Thursday, February 7, 2008

Excerpt from "My Life Sucked..." by A. Dacosta Brathway

As many an adventure as I've had, in high school, and as much fun as I had having those adventures, my high school days finally ended. The years blitzed by so fast... Probably because I did not live in the moment when things were happening. i was called into the Academic Dean's office and was warned that a letter was being to my house to advise my mother that she had to come to the school to sign me out! I was not going to officially graduate. SHIT!I knew that when my mother read that letter it would not matter that I did not graduate because she was going to kill me!/ My mother was a hard working single mother who did not attend any PTA meetings because she was wat too tired when she got home from work. Besides, there was no way she was going to ride a bus for an hour to go to my school. Oh hell no! I can remember always being nervous around my mother. I can also remember never being constipated and having to take a laxative because my mother was my laxative! My bowels were always loose. When my mother came home from work, my room always smelled like shit because the flatulence was overwhelming. I was quick, as a kid, because I was literally jet propelled!/ ...She read the letter and went off on me. Back then there was no such thing as a kid knowing the number to Child Support Services. If I did, know the number, they would have probably advised my mother to continue to kick my ass until I got it right./ Finally, the day came when my mother trekked up to my school and signed me out.

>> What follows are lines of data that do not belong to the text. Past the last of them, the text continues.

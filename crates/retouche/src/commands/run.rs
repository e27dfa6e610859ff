//! Run command - Apply a transformation to Vue SFC files

use clap::{Args, ValueEnum};
use ignore::Walk;
use rayon::prelude::*;
use retouche_core::{
    transform_file, PropsStyle, TransformOptions, TransformReport, Transformation,
};
use serde::Serialize;
use std::fs;
use std::path::{Path, PathBuf};
use std::sync::atomic::{AtomicUsize, Ordering};
use std::time::Instant;

use crate::config::load_config;

#[derive(Debug, Clone, Copy, ValueEnum, Default, PartialEq, Eq)]
pub enum OutputFormat {
    /// Human readable summary
    #[default]
    Text,
    /// JSON summary on stdout
    Json,
}

#[derive(Debug, Clone, Copy, ValueEnum)]
pub enum PropsStyleArg {
    /// `type Props` plus `defineProps<Props>()`
    Typed,
    /// `defineProps({ ... })` with the runtime object
    Runtime,
}

impl From<PropsStyleArg> for PropsStyle {
    fn from(style: PropsStyleArg) -> Self {
        match style {
            PropsStyleArg::Typed => PropsStyle::Typed,
            PropsStyleArg::Runtime => PropsStyle::Runtime,
        }
    }
}

#[derive(Args)]
pub struct RunArgs {
    /// Glob pattern(s) to match .vue files (default: ./**/*.vue)
    #[arg(default_value = "./**/*.vue")]
    pub patterns: Vec<String>,

    /// Transformation to apply (see `retouche list`)
    #[arg(short, long, default_value = "script-setup")]
    pub transformation: Transformation,

    /// Write transformed output back to the files
    #[arg(short, long)]
    pub write: bool,

    /// Exit with an error if any file would change
    #[arg(long)]
    pub check: bool,

    /// Print transformed files to stdout
    #[arg(long)]
    pub print: bool,

    /// Number of threads (default: number of CPUs)
    #[arg(short = 'j', long)]
    pub threads: Option<usize>,

    /// Summary format
    #[arg(long, value_enum, default_value = "text")]
    pub format: OutputFormat,

    /// Config file path (default: ./retouche.config.json)
    #[arg(short, long)]
    pub config: Option<PathBuf>,

    /// Props declaration style (overrides the config file)
    #[arg(long, value_enum)]
    pub props_style: Option<PropsStyleArg>,

    /// Wrap typed props in withDefaults() (overrides the config file)
    #[arg(long)]
    pub with_defaults: bool,
}

#[derive(Debug, Default)]
struct RunStats {
    changed: AtomicUsize,
    unchanged: AtomicUsize,
    errored: AtomicUsize,
}

/// Outcome of one file.
#[derive(Debug)]
enum FileStatus {
    Changed {
        code: String,
        dropped_options: Vec<String>,
    },
    Unchanged,
    Failed(String),
}

#[derive(Debug, Serialize)]
struct FileFailure {
    path: String,
    error: String,
}

#[derive(Debug, Serialize)]
struct DroppedOptions {
    path: String,
    options: Vec<String>,
}

#[derive(Debug, Serialize)]
struct Summary<'r> {
    transformation: &'static str,
    files: usize,
    changed: usize,
    unchanged: usize,
    errored: usize,
    report: &'r TransformReport,
    dropped: Vec<DroppedOptions>,
    failures: Vec<FileFailure>,
}

pub fn run(args: RunArgs) {
    let start = Instant::now();

    if let Some(threads) = args.threads {
        if let Err(e) = rayon::ThreadPoolBuilder::new()
            .num_threads(threads)
            .build_global()
        {
            tracing::warn!("Failed to configure thread pool: {}", e);
        }
    }

    let options = build_options(&args);
    let files = collect_files(&args.patterns);
    if files.is_empty() {
        eprintln!("No .vue files found matching the patterns");
        return;
    }
    tracing::info!("Found {} .vue file(s)", files.len());

    let report = TransformReport::new();
    let stats = RunStats::default();

    let results: Vec<(PathBuf, FileStatus)> = files
        .par_iter()
        .map(|path| {
            let status = process_file(path, args.transformation, &options, args.write);
            match &status {
                FileStatus::Changed { .. } => {
                    report.record(args.transformation.name());
                    stats.changed.fetch_add(1, Ordering::Relaxed);
                }
                FileStatus::Unchanged => {
                    stats.unchanged.fetch_add(1, Ordering::Relaxed);
                }
                FileStatus::Failed(error) => {
                    tracing::error!("{}: {}", path.display(), error);
                    stats.errored.fetch_add(1, Ordering::Relaxed);
                }
            }
            (path.clone(), status)
        })
        .collect();

    let mut dropped = Vec::new();
    let mut failures = Vec::new();
    for (path, status) in results {
        let path = path.display().to_string();
        match status {
            FileStatus::Changed {
                code,
                dropped_options,
            } => {
                if args.print {
                    println!("// {path}\n{code}");
                }
                if args.check {
                    eprintln!("Would transform: {path}");
                }
                if !dropped_options.is_empty() {
                    dropped.push(DroppedOptions {
                        path,
                        options: dropped_options,
                    });
                }
            }
            FileStatus::Unchanged => {}
            FileStatus::Failed(error) => failures.push(FileFailure { path, error }),
        }
    }

    let summary = Summary {
        transformation: args.transformation.name(),
        files: files.len(),
        changed: stats.changed.load(Ordering::Relaxed),
        unchanged: stats.unchanged.load(Ordering::Relaxed),
        errored: stats.errored.load(Ordering::Relaxed),
        report: &report,
        dropped,
        failures,
    };

    match args.format {
        OutputFormat::Json => match serde_json::to_string_pretty(&summary) {
            Ok(json) => println!("{json}"),
            Err(e) => eprintln!("Failed to serialize summary: {}", e),
        },
        OutputFormat::Text => print_summary(&summary, &args, start),
    }

    if summary.errored > 0 || (args.check && summary.changed > 0) {
        std::process::exit(1);
    }
}

fn print_summary(summary: &Summary<'_>, args: &RunArgs, start: Instant) {
    eprintln!();
    for entry in &summary.dropped {
        eprintln!(
            "  {}: dropped option(s) {}",
            entry.path,
            entry.options.join(", ")
        );
    }

    let verb = if args.write {
        "transformed"
    } else {
        "would be transformed"
    };
    eprintln!(
        "Checked {} file(s) in {:.4}s",
        summary.files,
        start.elapsed().as_secs_f64()
    );
    for (name, count) in summary.report.entries() {
        eprintln!("  {name}: {count} file(s) {verb}");
    }
    if summary.unchanged > 0 {
        eprintln!("  {} file(s) unchanged", summary.unchanged);
    }
    if summary.errored > 0 {
        eprintln!("  {} file(s) had errors", summary.errored);
    }
    if !args.write && !args.check && summary.changed > 0 {
        eprintln!("Use --write to apply changes");
    }
}

/// Config file options, overridden by command-line flags.
fn build_options(args: &RunArgs) -> TransformOptions {
    let mut options = load_config(args.config.as_deref()).options;
    if let Some(style) = args.props_style {
        options.props_style = style.into();
    }
    if args.with_defaults {
        options.with_defaults = true;
    }
    options
}

fn process_file(
    path: &Path,
    transformation: Transformation,
    options: &TransformOptions,
    write: bool,
) -> FileStatus {
    let source = match fs::read_to_string(path) {
        Ok(source) => source,
        Err(e) => return FileStatus::Failed(format!("Failed to read file: {}", e)),
    };

    let filename = path.to_string_lossy();
    let outcome = match transform_file(&filename, &source, transformation, options) {
        Ok(outcome) => outcome,
        Err(e) => return FileStatus::Failed(e.to_string()),
    };
    if !outcome.changed {
        return FileStatus::Unchanged;
    }

    if write {
        if let Err(e) = fs::write(path, &outcome.code) {
            return FileStatus::Failed(format!("Failed to write file: {}", e));
        }
        tracing::info!("Transformed: {}", path.display());
    }

    FileStatus::Changed {
        code: outcome.code,
        dropped_options: outcome
            .dropped_options
            .into_iter()
            .map(|option| option.to_string())
            .collect(),
    }
}

fn collect_files(patterns: &[String]) -> Vec<PathBuf> {
    let mut files = Vec::new();

    for pattern in patterns {
        let (root, glob_pattern) = parse_pattern(pattern);

        for entry in Walk::new(&root).flatten() {
            let path = entry.path();

            if path.extension().is_some_and(|ext| ext == "vue")
                && pattern_matches(path, &glob_pattern)
            {
                files.push(path.to_path_buf());
            }
        }
    }

    files.sort();
    files.dedup();
    files
}

fn parse_pattern(pattern: &str) -> (String, String) {
    if let Some(pos) = pattern.find(['*', '?']) {
        let root_part = &pattern[..pos];
        let root = root_part
            .rfind('/')
            .map_or(".", |last_slash| &pattern[..last_slash]);
        let root = if root.is_empty() { "." } else { root };
        return (root.to_string(), pattern.to_string());
    }

    let path = Path::new(pattern);
    if path.is_dir() {
        let dir = pattern.trim_end_matches('/');
        return (dir.to_string(), format!("{}/**/*.vue", dir));
    }

    if path.is_file() && pattern.ends_with(".vue") {
        let parent = path
            .parent()
            .map(|p| p.to_string_lossy().into_owned())
            .filter(|p| !p.is_empty())
            .unwrap_or_else(|| ".".to_string());
        return (parent, pattern.to_string());
    }

    (".".to_string(), pattern.to_string())
}

fn pattern_matches(path: &Path, pattern: &str) -> bool {
    let path_str = path.to_string_lossy().replace('\\', "/");

    if pattern == "./**/*.vue" || pattern == "**/*.vue" {
        return path_str.ends_with(".vue");
    }

    if let Some(prefix_end) = pattern.find("**/*.vue") {
        let prefix = pattern[..prefix_end].trim_end_matches('/');
        return path_str.starts_with(&format!("{}/", prefix)) && path_str.ends_with(".vue");
    }

    if pattern.ends_with(".vue") {
        let pattern = pattern.replace('\\', "/");
        let pattern = pattern.trim_start_matches("./");
        return path_str.trim_start_matches("./") == pattern
            || path_str.ends_with(&format!("/{}", pattern));
    }

    path_str.ends_with(".vue")
}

The process did not last long... In fact, it was quite informal. It was sort of like "business as usual" for the black kids because all the kids that got signed out that day were black. It was sterile, surgical...therapeutic! I, to this day, cannot describe how relieved I was knowing that I did not have to return there after I mother put her John Hancock on that paper! So what if I did not graduate, had no high school diploma, and no future, I was free! Free from all the racial tension, the racial slurs, the race riots... I was not sure of what was ahead, but there was one thing that I thought of, in the moment of my joy, that I thought I would never have to go through again... I thought that I would never have to take another order from a white person for the rest of my life. And, whomever said "Be careful what you ask for!" Well, there were no truer words spoken!